First, let me specify what “enough theory” is not: it does not mean that you have identified an interpretive error in the reading of a canonical work of literature by three random critics, one that you in your seminar paper will correct by a close reading of several passages from the perspective an illuminating theoretical lens. The rationale for such a paper is that this fresh theoretical lens not yet been applied to the canonical text that you have selected. Don’t write that kind of paper. Why not? Because that is not likely to be better than a “B” paper. Yes, exceptional work of this type may be published as a brief item in Notes and Queries, which is roughly equivalent to a book review. Though valuable service, ambitious editors of literary texts often achieve as much with three of four annotation notes to an edition. If you’re interested in writing about 50 such annotations, talk to me about a different type of project than a paper. Scholarly service is valuable, but the purpose of a seminar paper is to write a strong draft of a paper that (after revision) could merit submission to a respected journal that would be received favorably enough to go to outside readers.

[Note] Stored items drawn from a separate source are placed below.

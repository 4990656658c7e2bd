#![no_std]

extern crate alloc;

#[macro_use]
pub(crate) mod macros;

pub(crate) mod any;
pub(crate) mod cache;
pub(crate) mod config;
pub(crate) mod constructable;
pub(crate) mod container;
pub(crate) mod container_registry;
pub(crate) mod dependency_resolver;
pub(crate) mod errors;
pub(crate) mod finalizer;
pub(crate) mod handler;
pub(crate) mod identifier;
pub(crate) mod inject;
pub(crate) mod instantiator;
pub(crate) mod registry;
pub(crate) mod scope;
pub(crate) mod type_resolver;

pub use any::{RcAny, TypeInfo};
pub use config::Config;
pub use constructable::{Arguments, Constructable, Injected};
pub use container::Container;
pub use container_registry::{ContainerId, ContainerRegistry};
pub use dependency_resolver::DependencyResolver;
pub use errors::{
    AggregateDisposalError, ContainerErrorKind, FinalizeErrorKind, InstantiateErrorKind, InstantiatorErrorKind, ResolveErrorKind,
};
pub use finalizer::Finalizer;
pub use handler::{HandlerEntry, HandlerResolver, InjectionPoint};
pub use identifier::{Identifier, Token};
pub use inject::{Inject, InjectMany};
pub use instantiator::{instance, Instantiator};
pub use registry::ServiceOptions;
pub use scope::Scope;
pub use type_resolver::{EagerType, LazyType, NoTypeInformation, StaticTypeResolver, TypeResolver, TypeSource, TypeWrapper};
#[cfg(test)]
mod tests {
    extern crate std;

    use super::{ContainerId, ContainerRegistry};
    use crate::{
        errors::{ContainerErrorKind, ResolveErrorKind},
        InstantiateErrorKind, Scope, ServiceOptions,
    };

    use alloc::{
        format,
        string::{String, ToString as _},
        sync::Arc,
        vec::Vec,
    };
    use core::{
        sync::atomic::{AtomicU8, Ordering},
        time::Duration,
    };
    use std::sync::Mutex;
    use tokio::sync::Notify;
    use tracing::debug;
    use tracing_test::traced_test;

    struct Pool(u8);
    struct Session;

    #[test]
    fn test_container_id() {
        assert!(ContainerId::from("default").is_default());
        assert!(!ContainerId::from("request").is_default());
        assert_eq!(ContainerId::from("request".to_string()).to_string(), "request");
    }

    #[test]
    #[traced_test]
    fn test_register_container() {
        let registry = ContainerRegistry::new();

        assert!(matches!(registry.create_container("default"), Err(ContainerErrorKind::ReservedContainerId)));

        let container = registry.create_container("request").unwrap();
        assert!(matches!(
            registry.create_container("request"),
            Err(ContainerErrorKind::DuplicateContainerId { id }) if id.as_str() == "request"
        ));
        assert!(registry.has_container("request"));
        assert!(!registry.has_container("default"));
        assert!(Arc::ptr_eq(&registry.get_container("request").unwrap().inner, &container.inner));
        assert!(matches!(registry.get_container("unknown"), Err(ContainerErrorKind::ContainerNotFound { .. })));
    }

    #[test]
    #[traced_test]
    fn test_of() {
        let registry = ContainerRegistry::new();

        assert!(Arc::ptr_eq(&registry.of("default").inner, &registry.default_container().inner));

        let container = registry.of("request");
        assert!(registry.has_container("request"));
        assert!(Arc::ptr_eq(&registry.of("request").inner, &container.inner));
    }

    #[tokio::test]
    #[traced_test]
    async fn test_remove_container() {
        let finalizer_call_count = Arc::new(AtomicU8::new(0));

        let registry = ContainerRegistry::new();
        registry
            .default_container()
            .set(
                ServiceOptions::factory(|| Ok::<_, InstantiateErrorKind>(Pool(1))).finalizer({
                    let finalizer_call_count = finalizer_call_count.clone();
                    move |_: Arc<Pool>| {
                        let finalizer_call_count = finalizer_call_count.clone();
                        async move {
                            finalizer_call_count.fetch_add(1, Ordering::SeqCst);
                            debug!("Finalizer called");
                            Ok(())
                        }
                    }
                }),
            )
            .unwrap();
        let container = registry.create_container("request").unwrap();
        let pool = container.get::<Pool>().unwrap();
        let default_pool = registry.default_container().get::<Pool>().unwrap();
        assert!(!Arc::ptr_eq(&pool, &default_pool));

        registry.remove_container(&container).await.unwrap();
        assert_eq!(finalizer_call_count.load(Ordering::SeqCst), 1);
        assert!(!registry.has_container("request"));
        assert!(container.is_disposed());
        assert!(matches!(container.get::<Pool>(), Err(ResolveErrorKind::ContainerDisposed { .. })));
        assert!(matches!(
            container.set(ServiceOptions::value(Session)),
            Err(ResolveErrorKind::ContainerDisposed { .. })
        ));

        // The default container isn't affected
        assert!(Arc::ptr_eq(&registry.default_container().get::<Pool>().unwrap(), &default_pool));

        assert!(matches!(
            registry.remove_container(&container).await,
            Err(ContainerErrorKind::ContainerNotFound { .. })
        ));
        assert!(matches!(
            registry.remove_container(&registry.default_container()).await,
            Err(ContainerErrorKind::ContainerNotFound { .. })
        ));
    }

    #[tokio::test]
    #[traced_test]
    async fn test_container_unregistered_before_finalizers() {
        let registry = ContainerRegistry::new();
        let observed = Arc::new(Mutex::new(Vec::new()));

        let container = registry.create_container("request").unwrap();
        container
            .set(ServiceOptions::factory(|| Ok::<_, InstantiateErrorKind>(Session)).finalizer({
                let registry = registry.clone();
                let observed = observed.clone();
                move |_: Arc<Session>| {
                    let registry = registry.clone();
                    let observed = observed.clone();
                    async move {
                        tokio::task::yield_now().await;
                        observed.lock().unwrap().push((registry.has_container("request"), registry.get_container("request").is_err()));
                        Ok(())
                    }
                }
            }))
            .unwrap();
        container.get::<Session>().unwrap();

        registry.remove_container(&container).await.unwrap();
        assert_eq!(*observed.lock().unwrap(), [(false, true)]);
    }

    #[tokio::test]
    #[traced_test]
    async fn test_disposal_errors_are_aggregated() {
        let finalizer_call_count = Arc::new(AtomicU8::new(0));
        let finalizer = |fail: bool| {
            let finalizer_call_count = finalizer_call_count.clone();
            move |_: Arc<Pool>| {
                let finalizer_call_count = finalizer_call_count.clone();
                async move {
                    finalizer_call_count.fetch_add(1, Ordering::SeqCst);
                    if fail {
                        Err(anyhow::anyhow!("Connection reset"))
                    } else {
                        Ok(())
                    }
                }
            }
        };

        let registry = ContainerRegistry::new();
        let container = registry.create_container("request").unwrap();
        for (n, fail) in [(1, true), (2, false), (3, true)] {
            container
                .set(
                    ServiceOptions::factory(move || Ok::<_, InstantiateErrorKind>(Pool(n)))
                        .id(n.to_string())
                        .finalizer(finalizer(fail)),
                )
                .unwrap();
            container.get_by::<Pool>(n.to_string()).unwrap();
        }

        let Err(ContainerErrorKind::Disposal(err)) = registry.remove_container(&container).await else {
            panic!("Disposal errors expected");
        };
        assert_eq!(err.errors.len(), 2);
        assert_eq!(finalizer_call_count.load(Ordering::SeqCst), 3);
        assert!(!registry.has_container("request"));
    }

    #[tokio::test]
    #[traced_test]
    async fn test_finalizers_run_concurrently() {
        // Each finalizer wakes the other one, then waits for it
        let notifies = Arc::new([Notify::new(), Notify::new()]);
        let finalizer = |own: usize| {
            let notifies = notifies.clone();
            move |_: Arc<Pool>| {
                let notifies = notifies.clone();
                async move {
                    notifies[1 - own].notify_one();
                    notifies[own].notified().await;
                    Ok(())
                }
            }
        };

        let registry = ContainerRegistry::new();
        let container = registry.create_container("request").unwrap();
        for (n, id) in [(0, "a"), (1, "b")] {
            container
                .set(
                    ServiceOptions::factory(move || Ok::<_, InstantiateErrorKind>(Pool(n)))
                        .id(id)
                        .finalizer(finalizer(usize::from(n))),
                )
                .unwrap();
            container.get_by::<Pool>(id).unwrap();
        }

        let removed = tokio::time::timeout(Duration::from_secs(5), registry.remove_container(&container)).await;
        assert!(matches!(removed, Ok(Ok(()))));
    }

    #[tokio::test]
    #[traced_test]
    async fn test_supplied_and_unresolved_values_arent_finalized() {
        let finalizer_call_count = Arc::new(AtomicU8::new(0));
        let finalizer = {
            let finalizer_call_count = finalizer_call_count.clone();
            move |_: Arc<Pool>| {
                let finalizer_call_count = finalizer_call_count.clone();
                async move {
                    finalizer_call_count.fetch_add(1, Ordering::SeqCst);
                    Ok(())
                }
            }
        };

        let registry = ContainerRegistry::new();
        let container = registry.create_container("request").unwrap();
        container
            .set(ServiceOptions::value(Pool(1)).id("supplied").finalizer(finalizer.clone()))
            .unwrap()
            .set(
                ServiceOptions::factory(|| Ok::<_, InstantiateErrorKind>(Pool(2)))
                    .id("unresolved")
                    .finalizer(finalizer),
            )
            .unwrap();
        container.get_by::<Pool>("supplied").unwrap();

        registry.remove_container(&container).await.unwrap();
        assert_eq!(finalizer_call_count.load(Ordering::SeqCst), 0);
    }

    #[tokio::test]
    #[traced_test]
    async fn test_singletons_survive_container_removal() {
        let finalizer_call_count = Arc::new(AtomicU8::new(0));

        let registry = ContainerRegistry::new();
        let container_a = registry.create_container("a").unwrap();
        let container_b = registry.create_container("b").unwrap();
        let options = || {
            let finalizer_call_count = finalizer_call_count.clone();
            ServiceOptions::factory(|| Ok::<_, InstantiateErrorKind>(Pool(1)))
                .scope(Scope::Singleton)
                .finalizer(move |_: Arc<Pool>| {
                    let finalizer_call_count = finalizer_call_count.clone();
                    async move {
                        finalizer_call_count.fetch_add(1, Ordering::SeqCst);
                        Ok(())
                    }
                })
        };
        container_a.set(options()).unwrap();
        container_b.set(options()).unwrap();
        let pool = container_a.get::<Pool>().unwrap();

        registry.remove_container(&container_a).await.unwrap();
        assert_eq!(finalizer_call_count.load(Ordering::SeqCst), 0);
        assert!(Arc::ptr_eq(&container_b.get::<Pool>().unwrap(), &pool));

        registry.shutdown().await.unwrap();
        assert_eq!(finalizer_call_count.load(Ordering::SeqCst), 1);
        assert!(!registry.has_container("b"));
        assert!(container_b.is_disposed());
        assert!(registry.default_container().is_disposed());
    }

    #[tokio::test]
    #[traced_test]
    async fn test_unreferenced_singleton_is_finalized() {
        let finalizer_call_count = Arc::new(AtomicU8::new(0));

        let registry = ContainerRegistry::new();
        registry
            .default_container()
            .set(ServiceOptions::factory(|| Ok::<_, InstantiateErrorKind>(Session)).scope(Scope::Singleton))
            .unwrap();
        let container = registry.create_container("request").unwrap();
        container
            .set(
                ServiceOptions::factory(|| Ok::<_, InstantiateErrorKind>(Pool(1)))
                    .scope(Scope::Singleton)
                    .finalizer({
                        let finalizer_call_count = finalizer_call_count.clone();
                        move |_: Arc<Pool>| {
                            let finalizer_call_count = finalizer_call_count.clone();
                            async move {
                                finalizer_call_count.fetch_add(1, Ordering::SeqCst);
                                Ok(())
                            }
                        }
                    }),
            )
            .unwrap();
        container.get::<Pool>().unwrap();
        let session = container.get::<Session>().unwrap();

        registry.remove_container(&container).await.unwrap();
        assert_eq!(finalizer_call_count.load(Ordering::SeqCst), 1);
        // Only the removed container referenced it
        assert!(matches!(
            registry.default_container().get::<Pool>(),
            Err(ResolveErrorKind::ServiceNotFound { .. })
        ));
        // Still referenced by the default container
        assert!(Arc::ptr_eq(&registry.default_container().get::<Session>().unwrap(), &session));

        registry.shutdown().await.unwrap();
        assert_eq!(finalizer_call_count.load(Ordering::SeqCst), 1);
    }

    #[tokio::test]
    #[traced_test]
    async fn test_disposed_container_cant_be_registered() {
        let registry = ContainerRegistry::new();
        let container = registry.create_container("request").unwrap();
        registry.remove_container(&container).await.unwrap();

        assert!(matches!(
            registry.register_container(container),
            Err(ContainerErrorKind::ContainerDisposed { id }) if id.as_str() == "request"
        ));
        assert!(!registry.has_container("request"));
        assert!(!registry.create_container("request").unwrap().is_disposed());
    }

    #[test]
    #[traced_test]
    fn test_get_instances_of() {
        let registry = ContainerRegistry::new();
        registry
            .default_container()
            .set(ServiceOptions::factory(|| Ok::<_, InstantiateErrorKind>(Pool(0))))
            .unwrap();
        let container_a = registry.create_container("a").unwrap();
        let container_b = registry.create_container("b").unwrap();
        for container in [&container_a, &container_b] {
            container
                .set(ServiceOptions::factory(|| Ok::<_, InstantiateErrorKind>(Session)).scope(Scope::Singleton))
                .unwrap();
        }

        assert!(registry.get_instances_of::<Pool>().is_empty());

        container_a.get::<Pool>().unwrap();
        container_b.get::<Pool>().unwrap();
        container_a.get::<Session>().unwrap();
        container_b.get::<Session>().unwrap();

        // Only the resolved ones
        assert_eq!(registry.get_instances_of::<Pool>().len(), 2);
        // Shared by both containers and the default one
        assert_eq!(registry.get_instances_of::<Session>().len(), 1);
        assert!(registry.get_instances_of::<u8>().is_empty());
    }
}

To aspire to publication (though it is not necessary to merit publication by end of semester: to earn “A” your paper need only to reasonably “aspire”), your paper needs to be strong in at least two of the following areas and competent in the third:

  1. Enough knowledge of an historical and cultural moment outside of the present, whether when work composed and first published or during a particular moment of reception. Sources include letters, contemporary reviews, author’s other works, other works in same genre, and scholarship that seeks to make sense of the work from such perspectives.
  2. Enough knowledge of the present as a particular moment in the critical heritage for the study of the text: Who are the major critics? Which are the major articles and books? What has been at stake when reading texts from this period? Sources include major scholarly monographs on related subjects (“major” is generously considered, from past 3 decades) and present-day (past decade of) scholarly articles, book chapters, monographs, calls for papers, dissertations.
  3. Enough theory.

The recommended readings in this course will provide many of the first two, but I will not provide direction on “enough theory” in a formal way. Therefore, you should devise a crash course for yourself within a contemporary theoretical framework, such as one of the following: Marxism, Feminist Theory, Cultural Studies, Queer Theory, Race Theory, Postcolonial Theory, Pyschoanalytic Theory, New Historicism, Formalism and Structuralism, Phenomenology and Hermeneutics, etc. Recall that I began by admitting that no one of these is my particular area of study. And yet, my names for theoretical schools were chosen deliberately: I opened the Norton Anthology of Theory and Criticism (2nd ed., 2010), edited by Vincent Leitch, and copied out section titles–some shortened–from the alternate Table of Contents, which is labeled “Modern and Contemporary Schools and Movements” (xviv-xxii). If you buy (or acquire by interlibrary loan) the Norton Anthology, select one of the schools in which you have an interest, and spend three days in a crash session reading from texts and head-notes under each section, you are on your way to “enough theory” to write a seminar paper in my class. To be more assured that you have a fuller grasp, read fuller versions of one or two “major texts” that are referenced in the anthology’s head-notes.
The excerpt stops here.